Vilnius Travel Guide
Vilnius Old Town © Iulius
The Lithuanian capital of Vilnius is somewhat unique compared to the major cities in the rest of the Baltic States, its old architecture being a hodge-podge of styles with Scandinavian, Russian and German influences. The mix blends well into a charming 'Vilnian Baroque', that fills the cobblestoned, winding streets of the old quarter. The city is further enhanced by its picturesque setting in a valley at the confluence of the Neris and Vilnia rivers, nestling beneath wooded hills in the southeast corner of Lithuania.

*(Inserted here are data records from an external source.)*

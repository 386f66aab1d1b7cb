use std::sync::Arc;

use axum::{
    extract::{Path, Query, State},
    http::StatusCode,
    response::{IntoResponse, Response},
    routing::{get, post},
    Json, Router,
};
use chrono::Local;
use serde::Deserialize;
use serde_json::json;

use crate::error::AppError;
use crate::pipeline::ingest::IngestError;
use crate::pipeline::metrics::engine::{self, CandidateQuery, QueryFilters, Timeframe};
use crate::pipeline::metrics::views::{
    CandidatePage, DashboardStats, DrilldownRow, ExecutiveBrief, IntelligenceReport, JobRollup,
    MetaView,
};
use crate::pipeline::service::{PipelineService, ScrubOutcome};
use crate::pipeline::store::StoreError;

/// Router builder exposing the ingestion, analytics, admin, and security
/// endpoints.
pub fn pipeline_router(service: Arc<PipelineService>) -> Router {
    Router::new()
        .route("/api/v1/pipeline/uploads", post(upload_handler).get(uploads_handler))
        .route(
            "/api/v1/pipeline/uploads/:batch_id/revert",
            post(revert_handler),
        )
        .route("/api/v1/pipeline/meta", get(meta_handler))
        .route("/api/v1/pipeline/stats", get(stats_handler))
        .route("/api/v1/pipeline/candidates", get(candidates_handler))
        .route("/api/v1/pipeline/jobs", get(jobs_handler))
        .route("/api/v1/pipeline/executive-brief", get(brief_handler))
        .route("/api/v1/pipeline/intelligence", get(intelligence_handler))
        .route("/api/v1/pipeline/drilldown", get(drilldown_handler))
        .route("/api/v1/admin/health", get(admin_health_handler))
        .route("/api/v1/security/scrub", post(scrub_handler))
        .route("/api/v1/security/status", get(scrubber_status_handler))
        .route("/api/v1/security/toggle", post(scrubber_toggle_handler))
        .route("/api/v1/security/audit-logs", get(audit_logs_handler))
        .with_state(service)
}

#[derive(Debug, Deserialize)]
pub(crate) struct UploadRequest {
    pub(crate) filename: String,
    pub(crate) csv: String,
}

/// Dashboard slicers as they arrive on the query string; "all" means no
/// filter, matching what the frontend sends for an untouched dropdown.
#[derive(Debug, Deserialize)]
pub(crate) struct SlicerQuery {
    #[serde(default = "all_literal")]
    pub(crate) timeframe: String,
    #[serde(default = "all_literal")]
    pub(crate) department: String,
    #[serde(default = "all_literal")]
    pub(crate) recruiter: String,
}

fn all_literal() -> String {
    "all".to_string()
}

impl SlicerQuery {
    fn filters(&self) -> QueryFilters {
        let unless_all = |value: &str| {
            if value == "all" {
                None
            } else {
                Some(value.to_string())
            }
        };
        QueryFilters {
            timeframe: Timeframe::parse(&self.timeframe),
            department: unless_all(&self.department),
            recruiter: unless_all(&self.recruiter),
        }
    }
}

#[derive(Debug, Deserialize)]
pub(crate) struct CandidatesQuery {
    #[serde(default = "default_page")]
    pub(crate) page: usize,
    #[serde(default = "default_limit")]
    pub(crate) limit: usize,
    #[serde(default)]
    pub(crate) search: Option<String>,
    #[serde(default = "default_sort_by")]
    pub(crate) sort_by: String,
    #[serde(default = "default_sort_dir")]
    pub(crate) sort_dir: String,
    #[serde(default = "all_literal")]
    pub(crate) timeframe: String,
    #[serde(default = "all_literal")]
    pub(crate) department: String,
    #[serde(default = "all_literal")]
    pub(crate) recruiter: String,
}

fn default_page() -> usize {
    1
}

fn default_limit() -> usize {
    50
}

fn default_sort_by() -> String {
    "days_in_process".to_string()
}

fn default_sort_dir() -> String {
    "desc".to_string()
}

#[derive(Debug, Deserialize)]
pub(crate) struct DrilldownQuery {
    pub(crate) month_name: String,
    #[serde(default = "all_literal")]
    pub(crate) timeframe: String,
    #[serde(default = "all_literal")]
    pub(crate) department: String,
    #[serde(default = "all_literal")]
    pub(crate) recruiter: String,
}

#[derive(Debug, Deserialize)]
pub(crate) struct AuditQuery {
    #[serde(default = "default_limit")]
    pub(crate) limit: usize,
}

#[derive(Debug, Deserialize)]
pub(crate) struct ToggleRequest {
    pub(crate) enable: bool,
}

#[derive(Debug, Deserialize)]
pub(crate) struct ScrubRequest {
    pub(crate) text: String,
}

pub(crate) async fn upload_handler(
    State(service): State<Arc<PipelineService>>,
    Json(payload): Json<UploadRequest>,
) -> Response {
    match service.ingest_csv(&payload.filename, &payload.csv, Local::now().naive_local()) {
        Ok(receipt) => (StatusCode::CREATED, Json(receipt)).into_response(),
        Err(err @ (IngestError::Validation(_) | IngestError::Csv(_))) => {
            let payload = json!({ "error": err.to_string() });
            (StatusCode::BAD_REQUEST, Json(payload)).into_response()
        }
        Err(other) => {
            let payload = json!({ "error": other.to_string() });
            (StatusCode::INTERNAL_SERVER_ERROR, Json(payload)).into_response()
        }
    }
}

pub(crate) async fn uploads_handler(
    State(service): State<Arc<PipelineService>>,
    Query(query): Query<AuditQuery>,
) -> Result<Json<serde_json::Value>, AppError> {
    let history = service.batch_history(query.limit)?;
    Ok(Json(json!({ "uploads": history })))
}

pub(crate) async fn revert_handler(
    State(service): State<Arc<PipelineService>>,
    Path(batch_id): Path<String>,
) -> Response {
    match service.revert_batch(&batch_id, Local::now().naive_local()) {
        Ok(receipt) => (StatusCode::OK, Json(receipt)).into_response(),
        Err(err @ StoreError::BatchNotFound(_)) => {
            let payload = json!({ "error": err.to_string() });
            (StatusCode::NOT_FOUND, Json(payload)).into_response()
        }
        Err(other) => {
            let payload = json!({ "error": other.to_string() });
            (StatusCode::INTERNAL_SERVER_ERROR, Json(payload)).into_response()
        }
    }
}

pub(crate) async fn meta_handler(
    State(service): State<Arc<PipelineService>>,
) -> Result<Json<MetaView>, AppError> {
    Ok(Json(engine::meta(&service.rows()?)))
}

pub(crate) async fn stats_handler(
    State(service): State<Arc<PipelineService>>,
    Query(query): Query<SlicerQuery>,
) -> Result<Json<DashboardStats>, AppError> {
    let today = Local::now().date_naive();
    Ok(Json(engine::dashboard_stats(
        &service.rows()?,
        &query.filters(),
        today,
    )))
}

pub(crate) async fn candidates_handler(
    State(service): State<Arc<PipelineService>>,
    Query(query): Query<CandidatesQuery>,
) -> Result<Json<CandidatePage>, AppError> {
    let today = Local::now().date_naive();
    let filters = SlicerQuery {
        timeframe: query.timeframe,
        department: query.department,
        recruiter: query.recruiter,
    }
    .filters();
    let query = CandidateQuery {
        page: query.page,
        limit: query.limit,
        search: query.search,
        sort_by: query.sort_by,
        sort_dir: query.sort_dir,
    };
    Ok(Json(engine::candidate_page(
        &service.rows()?,
        &filters,
        &query,
        today,
    )))
}

pub(crate) async fn jobs_handler(
    State(service): State<Arc<PipelineService>>,
    Query(query): Query<SlicerQuery>,
) -> Result<Json<Vec<JobRollup>>, AppError> {
    let today = Local::now().date_naive();
    Ok(Json(engine::job_rollups(
        &service.rows()?,
        &query.filters(),
        today,
    )))
}

pub(crate) async fn brief_handler(
    State(service): State<Arc<PipelineService>>,
    Query(query): Query<SlicerQuery>,
) -> Result<Json<ExecutiveBrief>, AppError> {
    let today = Local::now().date_naive();
    Ok(Json(engine::executive_brief(
        &service.rows()?,
        &query.filters(),
        today,
    )))
}

pub(crate) async fn intelligence_handler(
    State(service): State<Arc<PipelineService>>,
    Query(query): Query<SlicerQuery>,
) -> Result<Json<IntelligenceReport>, AppError> {
    let today = Local::now().date_naive();
    Ok(Json(engine::intelligence(
        &service.rows()?,
        &query.filters(),
        today,
    )))
}

pub(crate) async fn drilldown_handler(
    State(service): State<Arc<PipelineService>>,
    Query(query): Query<DrilldownQuery>,
) -> Result<Json<Vec<DrilldownRow>>, AppError> {
    let today = Local::now().date_naive();
    let filters = SlicerQuery {
        timeframe: query.timeframe,
        department: query.department,
        recruiter: query.recruiter,
    }
    .filters();
    Ok(Json(engine::month_drilldown(
        &service.rows()?,
        &filters,
        &query.month_name,
        today,
    )))
}

pub(crate) async fn admin_health_handler(
    State(service): State<Arc<PipelineService>>,
) -> Result<Json<crate::pipeline::store::DataHealth>, AppError> {
    Ok(Json(service.data_health()?))
}

pub(crate) async fn scrub_handler(
    State(service): State<Arc<PipelineService>>,
    Json(payload): Json<ScrubRequest>,
) -> Response {
    match service.scrub(&payload.text, Local::now().naive_local()) {
        Ok(ScrubOutcome::Disabled) => {
            let payload = json!({ "status": "disabled" });
            (StatusCode::FORBIDDEN, Json(payload)).into_response()
        }
        Ok(ScrubOutcome::Scrubbed(report)) => {
            let payload = json!({
                "status": "ok",
                "scrubbed_text": report.text,
                "redactions": {
                    "emails": report.counts.emails,
                    "phones": report.counts.phones,
                    "id_numbers": report.counts.id_numbers,
                    "total": report.counts.total(),
                },
            });
            (StatusCode::OK, Json(payload)).into_response()
        }
        Err(err) => {
            let payload = json!({ "error": err.to_string() });
            (StatusCode::INTERNAL_SERVER_ERROR, Json(payload)).into_response()
        }
    }
}

pub(crate) async fn scrubber_status_handler(
    State(service): State<Arc<PipelineService>>,
) -> Result<Json<serde_json::Value>, AppError> {
    let enabled = service.scrubber_status()?;
    Ok(Json(json!({ "enabled": enabled })))
}

pub(crate) async fn scrubber_toggle_handler(
    State(service): State<Arc<PipelineService>>,
    Json(payload): Json<ToggleRequest>,
) -> Result<Json<serde_json::Value>, AppError> {
    let enabled = service.set_scrubber(payload.enable, Local::now().naive_local())?;
    Ok(Json(json!({ "enabled": enabled })))
}

pub(crate) async fn audit_logs_handler(
    State(service): State<Arc<PipelineService>>,
    Query(query): Query<AuditQuery>,
) -> Result<Json<serde_json::Value>, AppError> {
    let logs = service.audit_trail(query.limit)?;
    Ok(Json(json!({ "logs": logs })))
}

#[cfg(test)]
mod tests {
    use super::*;
    use crate::pipeline::store::SqliteStore;
    use axum::body::Body;
    use axum::http::Request;
    use tower::ServiceExt;

    fn test_router(scrubber_default: bool) -> Router {
        let dir = tempfile::tempdir().expect("tempdir");
        // Leak the tempdir so the database outlives the router under test.
        let path = Box::leak(Box::new(dir)).path().join("pipeline.db");
        let store = SqliteStore::open(path).expect("store opens");
        pipeline_router(Arc::new(PipelineService::new(store, scrubber_default)))
    }

    #[tokio::test]
    async fn upload_then_stats_round_trip() {
        let router = test_router(true);

        let upload = Request::builder()
            .method("POST")
            .uri("/api/v1/pipeline/uploads")
            .header("content-type", "application/json")
            .body(Body::from(
                json!({
                    "filename": "weekly.csv",
                    "csv": "שם מועמד,שם המשרה,מצב שיוך למשרה\nדנה לוי,מפתח Backend,חדש\n",
                })
                .to_string(),
            ))
            .expect("request");
        let response = router.clone().oneshot(upload).await.expect("response");
        assert_eq!(response.status(), StatusCode::CREATED);

        let stats = Request::builder()
            .uri("/api/v1/pipeline/stats")
            .body(Body::empty())
            .expect("request");
        let response = router.oneshot(stats).await.expect("response");
        assert_eq!(response.status(), StatusCode::OK);
    }

    #[tokio::test]
    async fn invalid_upload_is_rejected_with_bad_request() {
        let router = test_router(true);
        let upload = Request::builder()
            .method("POST")
            .uri("/api/v1/pipeline/uploads")
            .header("content-type", "application/json")
            .body(Body::from(
                json!({
                    "filename": "broken.csv",
                    "csv": "שם מועמד,סטטוס\nדנה,חדש\n",
                })
                .to_string(),
            ))
            .expect("request");
        let response = router.oneshot(upload).await.expect("response");
        assert_eq!(response.status(), StatusCode::BAD_REQUEST);
    }

    #[tokio::test]
    async fn jobs_endpoint_applies_the_department_slicer() {
        let router = test_router(true);

        let upload = Request::builder()
            .method("POST")
            .uri("/api/v1/pipeline/uploads")
            .header("content-type", "application/json")
            .body(Body::from(
                json!({
                    "filename": "weekly.csv",
                    "csv": "שם מועמד,שם המשרה,רמה 2\n\
                            דנה לוי,מפתח Backend,פיתוח\n\
                            נעם כהן,נציג שירות,שירות\n",
                })
                .to_string(),
            ))
            .expect("request");
        let response = router.clone().oneshot(upload).await.expect("response");
        assert_eq!(response.status(), StatusCode::CREATED);

        let jobs = Request::builder()
            .uri("/api/v1/pipeline/jobs?department=R%26D")
            .body(Body::empty())
            .expect("request");
        let response = router.oneshot(jobs).await.expect("response");
        assert_eq!(response.status(), StatusCode::OK);

        let body = axum::body::to_bytes(response.into_body(), usize::MAX)
            .await
            .expect("body");
        let rollups: serde_json::Value = serde_json::from_slice(&body).expect("json");
        let rollups = rollups.as_array().expect("array");
        assert_eq!(rollups.len(), 1);
        assert_eq!(rollups[0]["job_title"], "מפתח Backend");
    }

    #[tokio::test]
    async fn unknown_batch_revert_is_not_found() {
        let router = test_router(true);
        let revert = Request::builder()
            .method("POST")
            .uri("/api/v1/pipeline/uploads/deadbeef/revert")
            .body(Body::empty())
            .expect("request");
        let response = router.oneshot(revert).await.expect("response");
        assert_eq!(response.status(), StatusCode::NOT_FOUND);
    }

    #[tokio::test]
    async fn scrub_is_refused_while_disabled() {
        let router = test_router(false);
        let scrub = Request::builder()
            .method("POST")
            .uri("/api/v1/security/scrub")
            .header("content-type", "application/json")
            .body(Body::from(
                json!({ "text": "ת.ז 305123456" }).to_string(),
            ))
            .expect("request");
        let response = router.oneshot(scrub).await.expect("response");
        assert_eq!(response.status(), StatusCode::FORBIDDEN);
    }
}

Overlooking the city from a central hill is the landmark Gediminas Castle (named for the medieval Grand Duke who founded the city) with its impressive tower, from which visitors can enjoy an unrivalled view of the old town and the shiny new section on the right bank of the Neris. Gediminas Square is the heart of the old quarter, featuring the splendid classical cathedral. The city boasts numerous other interesting churches, beautiful historic buildings, museums, monuments and parks, and the splendid University of Vilnius, one of Europe's oldest institutions of learning, chartered in 1579.
In its 'golden age' in the Middle Ages, Vilnius was renowned as the region's centre for culture and learning, and today it has reclaimed that reputation, with a packed programme of events always on the go, from classical music evenings at the Philharmonic Society Hall and performances at the Opera and Ballet Theatre, Youth Theatre and Academic Drama Theatre, to exhibitions in numerous art galleries and a vast modern art centre. The city also plays host to numerous commercial fairs and exhibitions annually.
Last, but not least, when the sun goes down Vilnius reveals the fun side of its nature, with a nightlife that is fast gaining a reputation as one of the hottest in Eastern Europe.